EMC, Earthlink gain in gray; UAL cracks on LBO rumors; Bunge, Health Care REIT lead issuance surge

By Kenneth Lim

Boston, Nov. 13 - New issues continued to pour into the convertible bond market on Monday, with both the deals that were expected to price after the market closed gaining in the gray market.

EMC Corp.'s planned $3 billion offering, which will be the year's second-largest, was about ¾ point better in the gray on positive views of the company's credit.

Earthlink Inc.'s planned $225 million deal also rose in the gray, as investors described the deal as cheap despite uncertainty about the company's ability to seek new businesses.

Meanwhile, Bunge Ltd., Health Care REIT Inc., China Medical Technologies Inc., Chattem Inc. and deCODE Genetics Inc. launched more deals after the market closed. Altogether, this week could see issuers bring about $4.2 billion of new convertibles to the secondary market.
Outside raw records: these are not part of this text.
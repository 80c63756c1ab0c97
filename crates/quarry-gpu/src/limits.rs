//! Device limit detection.
//!
//! Only the limits a buffer sub-allocation library actually consumes:
//! offset alignments for descriptor-backed sub-buffers, copy alignment for
//! the staging path, and memory budget information for sizing caps.

use ash::vk;
use std::ffi::CStr;

/// GPU vendor identification.
#[derive(Debug, Clone, Copy, PartialEq, Eq, Hash)]
pub enum GpuVendor {
    Nvidia,
    Amd,
    Intel,
    Apple,
    Other(u32),
}

impl GpuVendor {
    /// Identify vendor from PCI vendor ID.
    #[must_use]
    pub fn from_vendor_id(id: u32) -> Self {
        match id {
            0x10DE => Self::Nvidia,
            0x1002 => Self::Amd,
            0x8086 => Self::Intel,
            0x106B => Self::Apple,
            other => Self::Other(other),
        }
    }
}

/// Device limits consumed by the buffer layer.
#[derive(Debug, Clone)]
pub struct DeviceLimits {
    /// GPU vendor
    pub vendor: GpuVendor,
    /// Device name
    pub device_name: String,
    /// Vulkan API version
    pub api_version: u32,

    /// Minimum offset alignment for uniform buffer descriptors.
    pub min_uniform_buffer_offset_alignment: u64,
    /// Minimum offset alignment for storage buffer descriptors.
    pub min_storage_buffer_offset_alignment: u64,
    /// Optimal offset alignment for buffer copies.
    pub optimal_buffer_copy_offset_alignment: u64,
    /// Non-coherent memory flush granularity.
    pub non_coherent_atom_size: u64,
    /// Maximum live `VkDeviceMemory` allocations.
    pub max_memory_allocation_count: u32,
    /// Device-local memory in MB.
    pub device_local_memory_mb: u64,
}

impl DeviceLimits {
    /// Query limits from a physical device.
    ///
    /// # Safety
    /// The instance and physical device must be valid.
    pub unsafe fn query(instance: &ash::Instance, physical_device: vk::PhysicalDevice) -> Self {
        let properties = instance.get_physical_device_properties(physical_device);
        let memory_properties = instance.get_physical_device_memory_properties(physical_device);

        let vendor = GpuVendor::from_vendor_id(properties.vendor_id);
        let device_name = CStr::from_ptr(properties.device_name.as_ptr())
            .to_string_lossy()
            .into_owned();

        let device_local_memory_mb: u64 = memory_properties
            .memory_heaps
            .iter()
            .take(memory_properties.memory_heap_count as usize)
            .filter(|heap| heap.flags.contains(vk::MemoryHeapFlags::DEVICE_LOCAL))
            .map(|heap| heap.size / (1024 * 1024))
            .sum();

        Self {
            vendor,
            device_name,
            api_version: properties.api_version,
            min_uniform_buffer_offset_alignment: properties
                .limits
                .min_uniform_buffer_offset_alignment,
            min_storage_buffer_offset_alignment: properties
                .limits
                .min_storage_buffer_offset_alignment,
            optimal_buffer_copy_offset_alignment: properties
                .limits
                .optimal_buffer_copy_offset_alignment,
            non_coherent_atom_size: properties.limits.non_coherent_atom_size,
            max_memory_allocation_count: properties.limits.max_memory_allocation_count,
            device_local_memory_mb,
        }
    }

    /// Check that the device meets the library's minimum requirements.
    #[must_use]
    pub fn meets_requirements(&self) -> bool {
        let api_major = vk::api_version_major(self.api_version);
        let api_minor = vk::api_version_minor(self.api_version);

        api_major > 1 || (api_major == 1 && api_minor >= 3)
    }

    /// Human-readable device summary for startup logs.
    #[must_use]
    pub fn summary(&self) -> String {
        format!(
            "{} ({:?}) - Vulkan {}.{}.{} - {} MB VRAM",
            self.device_name,
            self.vendor,
            vk::api_version_major(self.api_version),
            vk::api_version_minor(self.api_version),
            vk::api_version_patch(self.api_version),
            self.device_local_memory_mb,
        )
    }
}

#[cfg(test)]
mod tests {
    use super::*;

    #[test]
    fn vendor_identification() {
        assert_eq!(GpuVendor::from_vendor_id(0x10DE), GpuVendor::Nvidia);
        assert_eq!(GpuVendor::from_vendor_id(0x1002), GpuVendor::Amd);
        assert_eq!(GpuVendor::from_vendor_id(0x8086), GpuVendor::Intel);
        assert_eq!(GpuVendor::from_vendor_id(0xFFFF), GpuVendor::Other(0xFFFF));
    }
}
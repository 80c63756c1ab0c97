//! Contiguous byte ranges within a backing buffer.

use std::fmt;

/// A contiguous region of a backing buffer.
#[derive(Clone, Copy, Debug, Default, PartialEq, Eq, Hash)]
pub struct MemoryRange {
    /// Byte offset of the first byte in the range.
    pub offset: u64,
    /// Size of the range in bytes.
    pub size: u64,
}

impl MemoryRange {
    /// Create a new range.
    #[must_use]
    pub const fn new(offset: u64, size: u64) -> Self {
        Self { offset, size }
    }

    /// One past the last byte of the range.
    #[must_use]
    pub const fn end(&self) -> u64 {
        self.offset + self.size
    }

    /// Whether the range has zero size.
    #[must_use]
    pub const fn is_empty(&self) -> bool {
        self.size == 0
    }

    /// Whether `offset` falls inside the range.
    #[must_use]
    pub const fn contains(&self, offset: u64) -> bool {
        offset >= self.offset && offset < self.end()
    }
}

impl fmt::Display for MemoryRange {
    fn fmt(&self, f: &mut fmt::Formatter<'_>) -> fmt::Result {
        write!(f, "[{}..{})", self.offset, self.end())
    }
}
Among the older convertibles, UAL Corp. fell after reports speculating that the parent company of air carrier United Airlines could be the target of a leveraged buyout.

EMC rises in the gray

EMC's planned $3 billion dual-tranche offering of five- and seven-year convertible senior notes rose to 100.75 in the gray market on Monday, as analysts described the deal as fairly attractive.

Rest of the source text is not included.